Colorado schools soon can treat COVID like a routine disease, health officials say

A high school student sits on top of a desk in a classroom. He’s in profile. He’s wearing a black face mask. Other students have masks too.

Just weeks after Colorado schools were straining under the omicron wave, state public health officials say that soon they can start treating COVID more like other communicable diseases, such as flu and norovirus.

The Colorado Department of Public Health and Environment announced the guidance change Friday with a target date of Feb. 28, just a few weeks shy of the two-year anniversary of widespread school closures in March 2020.

“As COVID-19 case rates, percent positivity, and hospitalization rates continue to decrease and stabilize, it is appropriate for schools to choose a more typical routine disease control model,” State Epidemiologist Rachel Herlihy said in a press release. “This approach will help schools, parents, and teachers continue in-person learning with fewer disruptions, but schools should consider transitioning to this option cautiously, as moving too soon could result in an increase in transmission.” 

With the exception of one county, the federal Centers for Disease Control and Prevention reports that all of Colorado has high rates of transmission, shown as red on its maps. State public health officials said they recommend schools not move to more relaxed protocols until case rates are at moderate or low levels and have stabilized there. 

The new state guidance comes after most Colorado school districts already have dropped their mask mandates or set deadlines for later this month to make masks optional. Many schools have also changed their approach to quarantine, stating they will no longer require close contacts of people who test positive for COVID to stay home unless there is an active outbreak at the school.

Some public health experts believe the move to drop mask and quarantine requirements is premature. While COVID cases are much lower than they were a month ago, they remain very high, and most elementary students still aren’t vaccinated.

“I’m firmly in the position that it’s too early to be dropping these precautions,” said Susan Hassig, an epidemiology professor at Tulane University’s School of Public Health. “I know it’s probably futile, but I would like people to wait until you’re at least in the orange and preferably in the yellow,” meaning substantial or moderate rates of transmission.

Routine disease control in the case of COVID means that schools should continue to encourage vaccination and masking and report known positive cases to local public health authorities. People who test positive should stay home for five days or until symptoms resolve. Students and staff who live with someone who tested positive should also stay home.

However, schools won’t need to investigate individual cases, do contact tracing, or quarantine people who were exposed at schools. 

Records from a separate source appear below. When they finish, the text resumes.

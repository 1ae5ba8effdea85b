//! `CacheManager`: registry of named `CacheStore`s plus a background scavenger.

use std::collections::HashMap;
use std::sync::Arc;
use std::time::Duration;

use dashmap::DashMap;
use tokio::task::JoinHandle;

use super::statistics::CacheStoreStatistics;
use super::store::{CacheStore, CacheStoreConfig};

const DEFAULT_CLEANUP_PERIOD_SECONDS: u64 = 60;

/// Owns every `CacheStore` for the lifetime of the process. A store is
/// created lazily on first reference to its name and lives until
/// `shutdown()`.
pub struct CacheManager {
    stores: DashMap<String, Arc<CacheStore>>,
    default_config: CacheStoreConfig,
    scavenger: std::sync::Mutex<Option<JoinHandle<()>>>,
}

impl CacheManager {
    pub fn new(default_config: CacheStoreConfig) -> Arc<Self> {
        let manager = Arc::new(Self {
            stores: DashMap::new(),
            default_config,
            scavenger: std::sync::Mutex::new(None),
        });
        manager.clone().spawn_scavenger(Duration::from_secs(DEFAULT_CLEANUP_PERIOD_SECONDS));
        manager
    }

    fn spawn_scavenger(self: Arc<Self>, period: Duration) {
        let handle = tokio::spawn(async move {
            let mut interval = tokio::time::interval(period);
            loop {
                interval.tick().await;
                for entry in self.stores.iter() {
                    let swept = entry.value().sweep_expired();
                    if swept > 0 {
                        tracing::debug!(cache = %entry.key(), swept, "scavenger removed expired entries");
                    }
                }
            }
        });
        *self.scavenger.lock().expect("scavenger mutex poisoned") = Some(handle);
    }

    /// Returns the store for `cache_name`, creating it with `config` the
    /// first time it's referenced. `config` is ignored on subsequent calls.
    pub fn get_or_create(&self, cache_name: &str, config: CacheStoreConfig) -> Arc<CacheStore> {
        self.stores
            .entry(cache_name.to_string())
            .or_insert_with(|| Arc::new(CacheStore::new(cache_name, config)))
            .clone()
    }

    pub fn get_or_create_default(&self, cache_name: &str) -> Arc<CacheStore> {
        self.get_or_create(cache_name, self.default_config)
    }

    pub fn get(&self, cache_name: &str) -> Option<Arc<CacheStore>> {
        self.stores.get(cache_name).map(|s| s.clone())
    }

    /// Broadcasts `pattern` to the store whose name equals the segment of
    /// `pattern` preceding its first `:`. Returns the summed deletion count.
    pub fn invalidate(&self, pattern: &str) -> usize {
        let target = pattern.split(':').next().unwrap_or(pattern);
        self.stores
            .iter()
            .filter(|entry| entry.key() == target)
            .map(|entry| entry.value().invalidate(pattern))
            .sum()
    }

    pub fn statistics(&self) -> HashMap<String, CacheStoreStatistics> {
        self.stores
            .iter()
            .map(|entry| (entry.key().clone(), entry.value().statistics()))
            .collect()
    }

    pub fn shutdown(&self) {
        if let Some(handle) = self.scavenger.lock().expect("scavenger mutex poisoned").take() {
            handle.abort();
        }
    }
}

Schools should step up their efforts if there is an outbreak — meaning a situation in which it seems likely transmission is occurring at schools — but public health officials acknowledged those will be more difficult to detect.

“Without routine case investigation and contact tracing in place, outbreaks may be difficult to identify and outbreak thresholds challenging to implement,” the guidance states. 

Schools should report absenteeism due to respiratory illness to local public health authorities, as they have during flu season for years, and should consider signing up for wastewater monitoring where feasible, the guidance states.

When outbreaks are identified, schools should return to the types of protections they’ve used in the last two years, such as requiring masks on a temporary basis, offering testing, and limiting mixing of affected grades and classrooms.